__PROBLEM DESCRIPTION__. In the records below, pick out all lines containing the word "IncompatibleRule".

##### PROVIDED INFORMATION #####

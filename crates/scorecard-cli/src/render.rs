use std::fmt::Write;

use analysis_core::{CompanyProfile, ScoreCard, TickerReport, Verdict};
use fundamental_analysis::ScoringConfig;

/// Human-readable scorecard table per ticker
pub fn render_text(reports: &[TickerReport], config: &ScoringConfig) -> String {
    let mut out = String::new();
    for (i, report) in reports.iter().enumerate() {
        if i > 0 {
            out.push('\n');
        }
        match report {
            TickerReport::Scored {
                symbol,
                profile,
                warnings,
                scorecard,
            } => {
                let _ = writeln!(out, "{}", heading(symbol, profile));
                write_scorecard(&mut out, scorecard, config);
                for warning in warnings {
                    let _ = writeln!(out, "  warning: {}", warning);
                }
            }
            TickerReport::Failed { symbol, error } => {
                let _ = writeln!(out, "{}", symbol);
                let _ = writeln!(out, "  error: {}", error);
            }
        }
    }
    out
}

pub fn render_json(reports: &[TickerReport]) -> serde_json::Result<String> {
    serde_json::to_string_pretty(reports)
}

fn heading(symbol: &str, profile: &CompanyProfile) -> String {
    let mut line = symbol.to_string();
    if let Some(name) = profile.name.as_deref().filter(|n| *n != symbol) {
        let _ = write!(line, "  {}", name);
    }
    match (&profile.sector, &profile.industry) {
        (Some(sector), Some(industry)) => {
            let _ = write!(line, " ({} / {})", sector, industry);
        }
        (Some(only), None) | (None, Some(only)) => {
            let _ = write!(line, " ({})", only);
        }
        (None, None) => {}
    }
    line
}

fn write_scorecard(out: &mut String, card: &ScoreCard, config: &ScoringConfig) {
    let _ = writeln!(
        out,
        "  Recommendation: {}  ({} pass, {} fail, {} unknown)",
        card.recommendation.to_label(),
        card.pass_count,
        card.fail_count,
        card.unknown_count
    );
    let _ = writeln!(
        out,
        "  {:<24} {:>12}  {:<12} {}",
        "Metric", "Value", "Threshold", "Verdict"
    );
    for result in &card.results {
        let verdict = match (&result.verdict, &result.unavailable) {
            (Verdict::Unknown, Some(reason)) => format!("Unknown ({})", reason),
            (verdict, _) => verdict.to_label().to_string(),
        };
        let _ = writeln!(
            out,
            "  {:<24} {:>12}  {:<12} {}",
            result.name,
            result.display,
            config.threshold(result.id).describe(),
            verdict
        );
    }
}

#####
##### PROVIDED INFORMATION #####

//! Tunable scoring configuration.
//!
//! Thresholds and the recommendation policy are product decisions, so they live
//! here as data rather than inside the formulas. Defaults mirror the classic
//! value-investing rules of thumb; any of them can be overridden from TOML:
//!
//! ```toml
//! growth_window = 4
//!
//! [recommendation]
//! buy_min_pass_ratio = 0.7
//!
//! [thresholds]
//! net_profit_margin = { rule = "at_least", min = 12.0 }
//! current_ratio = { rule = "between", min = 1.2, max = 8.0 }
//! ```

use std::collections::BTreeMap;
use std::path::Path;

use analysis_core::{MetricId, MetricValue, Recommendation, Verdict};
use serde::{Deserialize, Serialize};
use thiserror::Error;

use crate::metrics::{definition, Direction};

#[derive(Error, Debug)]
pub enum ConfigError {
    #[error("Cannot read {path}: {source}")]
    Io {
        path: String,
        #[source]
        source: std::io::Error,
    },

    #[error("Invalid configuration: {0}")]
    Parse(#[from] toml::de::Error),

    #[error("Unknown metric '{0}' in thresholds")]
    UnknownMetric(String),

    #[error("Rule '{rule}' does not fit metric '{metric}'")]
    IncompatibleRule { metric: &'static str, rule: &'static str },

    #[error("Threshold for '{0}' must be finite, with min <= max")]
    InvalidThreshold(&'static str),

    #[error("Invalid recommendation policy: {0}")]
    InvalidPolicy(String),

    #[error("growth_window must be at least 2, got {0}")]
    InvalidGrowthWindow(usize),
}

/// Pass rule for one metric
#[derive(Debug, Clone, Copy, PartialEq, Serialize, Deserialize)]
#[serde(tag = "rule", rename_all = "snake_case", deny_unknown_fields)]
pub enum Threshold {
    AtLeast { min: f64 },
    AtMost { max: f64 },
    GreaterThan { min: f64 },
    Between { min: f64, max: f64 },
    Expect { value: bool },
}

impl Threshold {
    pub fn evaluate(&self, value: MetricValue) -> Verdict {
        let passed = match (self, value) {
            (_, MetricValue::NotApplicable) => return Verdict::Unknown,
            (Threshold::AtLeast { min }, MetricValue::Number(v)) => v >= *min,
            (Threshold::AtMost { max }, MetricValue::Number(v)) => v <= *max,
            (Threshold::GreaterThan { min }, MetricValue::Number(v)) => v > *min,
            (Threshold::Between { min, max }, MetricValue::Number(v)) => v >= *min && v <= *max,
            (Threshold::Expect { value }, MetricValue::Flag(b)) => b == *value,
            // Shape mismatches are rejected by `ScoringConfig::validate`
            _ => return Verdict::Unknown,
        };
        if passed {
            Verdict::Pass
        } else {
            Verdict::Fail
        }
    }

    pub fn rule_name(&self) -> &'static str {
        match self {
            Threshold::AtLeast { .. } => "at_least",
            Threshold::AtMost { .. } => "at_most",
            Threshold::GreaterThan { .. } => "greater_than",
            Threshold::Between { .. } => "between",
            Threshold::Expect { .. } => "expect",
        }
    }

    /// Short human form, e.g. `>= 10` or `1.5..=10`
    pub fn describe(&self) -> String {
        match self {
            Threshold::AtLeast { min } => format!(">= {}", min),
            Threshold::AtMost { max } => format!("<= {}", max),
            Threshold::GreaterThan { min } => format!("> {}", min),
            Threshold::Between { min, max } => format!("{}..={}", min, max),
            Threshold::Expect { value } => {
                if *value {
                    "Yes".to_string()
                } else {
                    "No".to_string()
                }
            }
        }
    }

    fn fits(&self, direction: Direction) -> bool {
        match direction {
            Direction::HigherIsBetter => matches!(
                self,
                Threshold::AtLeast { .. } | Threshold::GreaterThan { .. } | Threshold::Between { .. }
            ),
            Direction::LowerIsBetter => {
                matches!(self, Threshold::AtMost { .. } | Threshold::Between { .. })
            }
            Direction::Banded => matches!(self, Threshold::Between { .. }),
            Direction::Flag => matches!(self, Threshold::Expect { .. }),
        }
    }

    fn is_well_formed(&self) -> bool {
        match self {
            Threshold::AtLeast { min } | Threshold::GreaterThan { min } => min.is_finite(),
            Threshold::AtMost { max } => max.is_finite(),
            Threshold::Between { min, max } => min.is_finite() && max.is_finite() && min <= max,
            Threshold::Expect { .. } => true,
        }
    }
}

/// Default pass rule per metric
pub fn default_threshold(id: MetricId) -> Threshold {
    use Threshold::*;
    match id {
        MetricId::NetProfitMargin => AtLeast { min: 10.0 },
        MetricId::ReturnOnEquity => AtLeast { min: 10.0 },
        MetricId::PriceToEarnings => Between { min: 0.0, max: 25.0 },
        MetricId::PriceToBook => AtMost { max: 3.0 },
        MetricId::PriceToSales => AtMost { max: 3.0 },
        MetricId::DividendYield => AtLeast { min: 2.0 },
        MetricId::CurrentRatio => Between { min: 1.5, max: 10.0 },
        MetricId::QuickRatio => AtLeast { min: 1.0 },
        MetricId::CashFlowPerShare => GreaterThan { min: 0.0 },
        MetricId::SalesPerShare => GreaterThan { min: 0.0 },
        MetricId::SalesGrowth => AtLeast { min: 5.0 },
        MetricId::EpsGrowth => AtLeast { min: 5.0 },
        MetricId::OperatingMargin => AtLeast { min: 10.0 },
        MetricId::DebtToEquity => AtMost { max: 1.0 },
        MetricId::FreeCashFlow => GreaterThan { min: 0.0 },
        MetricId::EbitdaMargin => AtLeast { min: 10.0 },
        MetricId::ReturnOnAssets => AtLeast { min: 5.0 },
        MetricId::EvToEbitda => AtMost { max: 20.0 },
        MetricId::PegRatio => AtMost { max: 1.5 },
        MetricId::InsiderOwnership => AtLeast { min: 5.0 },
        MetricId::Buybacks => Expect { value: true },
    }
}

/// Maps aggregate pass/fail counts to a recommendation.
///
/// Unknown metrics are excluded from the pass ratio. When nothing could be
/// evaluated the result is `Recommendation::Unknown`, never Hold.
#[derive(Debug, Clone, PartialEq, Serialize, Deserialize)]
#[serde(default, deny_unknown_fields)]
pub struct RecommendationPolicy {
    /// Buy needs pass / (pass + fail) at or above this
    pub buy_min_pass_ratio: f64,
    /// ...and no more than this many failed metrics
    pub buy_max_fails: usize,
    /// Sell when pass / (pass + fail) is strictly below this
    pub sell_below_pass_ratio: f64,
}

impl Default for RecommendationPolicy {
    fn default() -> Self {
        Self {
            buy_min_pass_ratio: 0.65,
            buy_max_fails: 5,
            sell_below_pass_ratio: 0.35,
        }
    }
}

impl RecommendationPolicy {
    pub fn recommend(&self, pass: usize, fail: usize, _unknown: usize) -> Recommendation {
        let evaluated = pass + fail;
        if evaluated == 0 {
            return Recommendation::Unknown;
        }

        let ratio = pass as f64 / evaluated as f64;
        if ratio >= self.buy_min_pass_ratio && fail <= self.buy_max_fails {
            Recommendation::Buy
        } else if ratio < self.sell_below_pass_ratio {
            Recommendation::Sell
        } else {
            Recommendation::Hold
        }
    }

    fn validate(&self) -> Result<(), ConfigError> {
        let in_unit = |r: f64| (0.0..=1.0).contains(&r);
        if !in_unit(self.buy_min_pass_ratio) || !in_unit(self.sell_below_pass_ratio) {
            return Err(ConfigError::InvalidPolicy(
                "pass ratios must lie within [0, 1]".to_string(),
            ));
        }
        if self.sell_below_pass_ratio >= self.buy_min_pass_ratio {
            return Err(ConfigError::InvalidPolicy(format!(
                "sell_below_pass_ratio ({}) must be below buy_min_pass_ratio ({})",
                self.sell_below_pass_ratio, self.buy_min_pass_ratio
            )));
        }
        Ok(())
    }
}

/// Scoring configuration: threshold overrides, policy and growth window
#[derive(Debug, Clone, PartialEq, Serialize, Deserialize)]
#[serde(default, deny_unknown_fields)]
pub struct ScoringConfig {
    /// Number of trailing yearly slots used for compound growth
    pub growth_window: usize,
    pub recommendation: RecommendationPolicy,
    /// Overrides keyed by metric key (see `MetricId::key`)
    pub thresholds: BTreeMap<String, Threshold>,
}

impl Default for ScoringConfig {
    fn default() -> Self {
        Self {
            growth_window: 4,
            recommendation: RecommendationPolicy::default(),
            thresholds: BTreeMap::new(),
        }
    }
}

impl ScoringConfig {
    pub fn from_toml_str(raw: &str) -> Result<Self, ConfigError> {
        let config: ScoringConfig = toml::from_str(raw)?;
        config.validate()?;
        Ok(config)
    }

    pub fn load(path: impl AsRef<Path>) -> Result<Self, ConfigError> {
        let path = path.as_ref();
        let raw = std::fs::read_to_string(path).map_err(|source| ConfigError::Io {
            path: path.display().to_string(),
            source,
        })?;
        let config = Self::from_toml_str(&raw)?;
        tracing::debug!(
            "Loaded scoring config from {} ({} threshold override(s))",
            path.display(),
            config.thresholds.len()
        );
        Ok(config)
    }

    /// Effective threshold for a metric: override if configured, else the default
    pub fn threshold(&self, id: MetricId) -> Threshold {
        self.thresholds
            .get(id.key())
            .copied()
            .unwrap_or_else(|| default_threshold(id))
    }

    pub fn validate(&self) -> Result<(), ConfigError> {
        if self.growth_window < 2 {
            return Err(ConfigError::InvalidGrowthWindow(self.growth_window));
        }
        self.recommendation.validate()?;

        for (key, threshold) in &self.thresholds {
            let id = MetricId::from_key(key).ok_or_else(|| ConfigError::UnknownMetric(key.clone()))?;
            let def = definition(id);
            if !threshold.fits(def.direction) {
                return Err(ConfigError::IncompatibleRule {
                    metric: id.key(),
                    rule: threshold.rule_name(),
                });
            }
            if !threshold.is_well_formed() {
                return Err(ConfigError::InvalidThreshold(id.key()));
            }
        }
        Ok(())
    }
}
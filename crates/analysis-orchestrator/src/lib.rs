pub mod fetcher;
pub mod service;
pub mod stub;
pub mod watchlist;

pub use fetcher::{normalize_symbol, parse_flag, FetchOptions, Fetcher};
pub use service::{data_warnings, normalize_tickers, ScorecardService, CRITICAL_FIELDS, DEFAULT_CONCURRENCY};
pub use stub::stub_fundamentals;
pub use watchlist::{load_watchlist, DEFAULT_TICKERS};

#####

__SOLUTION TO THE EXERCISE__.
    IncompatibleRule { metric: &'static str, rule: &'static str },
                return Err(ConfigError::IncompatibleRule {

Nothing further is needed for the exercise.